— Task to complete —
Each line in the records that mentions the word "index" needs to be listed.

____________________

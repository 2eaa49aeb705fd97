use crate::inventory::Vehicle;
use crate::inventory::photos::canonicalize_photos;
use crate::sheets::RawRow;
use std::collections::HashSet;

/// Normalize a full ingestion pass. Ids are unique within one snapshot: a
/// repeated source id (or two rows synthesizing the same year-make-model)
/// gets a positional suffix instead of dropping the row. The suffix itself
/// can collide with an id the source already uses, so suffixes are appended
/// until insertion succeeds; the id grows each round, so this terminates.
pub fn normalize_rows(rows: &[RawRow]) -> Vec<Vehicle> {
    let mut seen = HashSet::new();
    rows.iter()
        .enumerate()
        .map(|(index, row)| {
            let mut vehicle = normalize_row(row, index);
            while !seen.insert(vehicle.id.clone()) {
                vehicle.id = format!("{}-{index}", vehicle.id);
            }
            vehicle
        })
        .collect()
}

/// One shared, pure `RawRow -> Vehicle` pass; every field has a defined
/// fallback and nothing here can fail a row or the batch.
pub fn normalize_row(row: &RawRow, index: usize) -> Vehicle {
    let year = row.number("year").map(|value| value as i32);
    let mileage = row.number("mileage").map(|value| value as i64);
    let price = row.number("price");

    let make = row.text("make");
    let model = row.text("model");

    // The id fallback composes from already-normalized fields, so it is
    // derived after them.
    let id = non_empty(row.text("id"))
        .or_else(|| non_empty(compose("-", year, &make, &model)))
        .unwrap_or_else(|| format!("vehicle-{index}"));

    let title = non_empty(row.text("title"))
        .or_else(|| non_empty(compose(" ", year, &make, &model)))
        .unwrap_or_else(|| id.clone());

    let photos = canonicalize_photos(&collect_photo_cells(row));

    Vehicle {
        id,
        title,
        year,
        make,
        model,
        trim: row.text("trim"),
        mileage,
        price,
        transmission: row.text("transmission"),
        fuel: row.text("fuel"),
        exterior: row.text("exterior"),
        interior: row.text("interior"),
        vin: row.text("vin"),
        status: row.text("status"),
        description: row.text("description"),
        photos,
    }
}

/// Photo URLs may be spread over any number of `photo*` columns (`photo1`,
/// `photo2`, ...). Headers are already lowercased; pair order keeps the
/// source column order, so the joined string keeps the photos ordered.
fn collect_photo_cells(row: &RawRow) -> String {
    row.entries()
        .filter(|(name, _)| name.starts_with("photo"))
        .map(|(_, cell)| cell.as_text())
        .filter(|value| !value.is_empty())
        .collect::<Vec<_>>()
        .join(" ")
}

fn compose(separator: &str, year: Option<i32>, make: &str, model: &str) -> String {
    let mut parts: Vec<String> = Vec::new();
    if let Some(year) = year {
        parts.push(year.to_string());
    }
    if !make.is_empty() {
        parts.push(make.to_string());
    }
    if !model.is_empty() {
        parts.push(model.to_string());
    }
    parts.join(separator)
}

fn non_empty(value: String) -> Option<String> {
    let trimmed = value.trim();
    if trimmed.is_empty() {
        None
    } else {
        Some(trimmed.to_string())
    }
}

#[cfg(test)]
mod tests {
    use super::*;
    use crate::sheets::Cell;

    fn text(value: &str) -> Cell {
        Cell::Text(value.to_string())
    }

    #[test]
    fn prius_scenario_end_to_end() {
        let row = RawRow::from_pairs([
            ("id", text("")),
            ("year", text("2013")),
            ("make", text("Toyota")),
            ("model", text("Prius C")),
            ("photo1", text("https://drive.google.com/file/d/XYZ/view")),
        ]);
        let vehicle = normalize_row(&row, 0);
        assert_eq!(vehicle.id, "2013-Toyota-Prius C");
        assert_eq!(vehicle.title, "2013 Toyota Prius C");
        assert_eq!(vehicle.year, Some(2013));
        assert_eq!(
            vehicle.photos,
            vec!["https://lh3.googleusercontent.com/d/XYZ=w1600".to_string()]
        );
    }

    #[test]
    fn missing_numeric_cells_are_null_not_nan() {
        let row = RawRow::from_pairs([
            ("make", text("Honda")),
            ("mileage", text("unknown")),
            ("price", text("")),
        ]);
        let vehicle = normalize_row(&row, 3);
        assert_eq!(vehicle.year, None);
        assert_eq!(vehicle.mileage, None);
        assert_eq!(vehicle.price, None);
    }

    #[test]
    fn positional_id_when_nothing_composes() {
        let vehicle = normalize_row(&RawRow::default(), 7);
        assert_eq!(vehicle.id, "vehicle-7");
        // title falls back to the id when year/make/model are all empty
        assert_eq!(vehicle.title, "vehicle-7");
    }

    #[test]
    fn explicit_id_and_title_win() {
        let row = RawRow::from_pairs([
            ("id", text("lot-42")),
            ("title", text("Clean 2019 Corolla")),
            ("year", text("2019")),
            ("make", text("Toyota")),
            ("model", text("Corolla")),
        ]);
        let vehicle = normalize_row(&row, 0);
        assert_eq!(vehicle.id, "lot-42");
        assert_eq!(vehicle.title, "Clean 2019 Corolla");
    }

    #[test]
    fn string_fields_default_to_empty() {
        let vehicle = normalize_row(&RawRow::default(), 0);
        assert_eq!(vehicle.make, "");
        assert_eq!(vehicle.vin, "");
        assert_eq!(vehicle.description, "");
        assert!(vehicle.photos.is_empty());
    }

    #[test]
    fn photo_columns_collect_in_header_order() {
        let row = RawRow::from_pairs([
            ("photo1", text("https://example.com/front.jpg")),
            ("make", text("Ford")),
            ("photo2", text("https://example.com/rear.jpg n/a")),
            ("photo3", text("")),
        ]);
        let vehicle = normalize_row(&row, 0);
        assert_eq!(
            vehicle.photos,
            vec![
                "https://example.com/front.jpg".to_string(),
                "https://example.com/rear.jpg".to_string(),
            ]
        );
    }

    #[test]
    fn duplicate_ids_get_positional_suffixes() {
        let rows = vec![
            RawRow::from_pairs([("id", text("lot-1"))]),
            RawRow::from_pairs([("id", text("lot-1"))]),
            RawRow::from_pairs([("id", text("lot-1"))]),
        ];
        let vehicles = normalize_rows(&rows);
        let ids: Vec<&str> = vehicles.iter().map(|v| v.id.as_str()).collect();
        assert_eq!(ids, vec!["lot-1", "lot-1-1", "lot-1-2"]);
        let unique: HashSet<&&str> = ids.iter().collect();
        assert_eq!(unique.len(), ids.len());
    }

    #[test]
    fn suffixed_ids_cannot_collide_with_existing_ones() {
        // "a" repeats at index 2; the first suffix candidate "a-2" is
        // already taken by row 0, so disambiguation must keep going.
        let rows = vec![
            RawRow::from_pairs([("id", text("a-2"))]),
            RawRow::from_pairs([("id", text("a"))]),
            RawRow::from_pairs([("id", text("a"))]),
        ];
        let vehicles = normalize_rows(&rows);
        let ids: Vec<&str> = vehicles.iter().map(|v| v.id.as_str()).collect();
        assert_eq!(ids, vec!["a-2", "a", "a-2-2"]);
        let unique: HashSet<&&str> = ids.iter().collect();
        assert_eq!(unique.len(), ids.len());
    }

    #[test]
    fn normalization_is_idempotent_over_identical_input() {
        let rows = vec![
            RawRow::from_pairs([
                ("year", text("2016")),
                ("make", text("Mazda")),
                ("model", text("3")),
                ("price", text("10500")),
            ]),
            RawRow::from_pairs([("id", text("lot-9"))]),
        ];
        assert_eq!(normalize_rows(&rows), normalize_rows(&rows));
    }
}
use tracing::trace;

// Trace-based counters; the Prometheus recorder in main picks up nothing from
// these, they exist so operators can follow traffic with RUST_LOG alone.

pub fn inc_requests(route: &'static str) {
    trace!(
        target = "lotline.metrics",
        route = route,
        "requests_total_inc"
    );
}

pub fn ingest_outcome(outcome: &'static str, vehicles: usize) {
    trace!(
        target = "lotline.metrics",
        outcome = outcome,
        vehicles = vehicles,
        "ingest_pass"
    );
}

pub fn lead_relayed(kind: &'static str, ok: bool) {
    trace!(
        target = "lotline.metrics",
        kind = kind,
        ok = ok,
        "lead_relayed"
    );
}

____________________

— Exercise output —
        .map(|(index, row)| {
            let mut vehicle = normalize_row(row, index);
                vehicle.id = format!("{}-{index}", vehicle.id);
pub fn normalize_row(row: &RawRow, index: usize) -> Vehicle {
        .unwrap_or_else(|| format!("vehicle-{index}"));
        // "a" repeats at index 2; the first suffix candidate "a-2" is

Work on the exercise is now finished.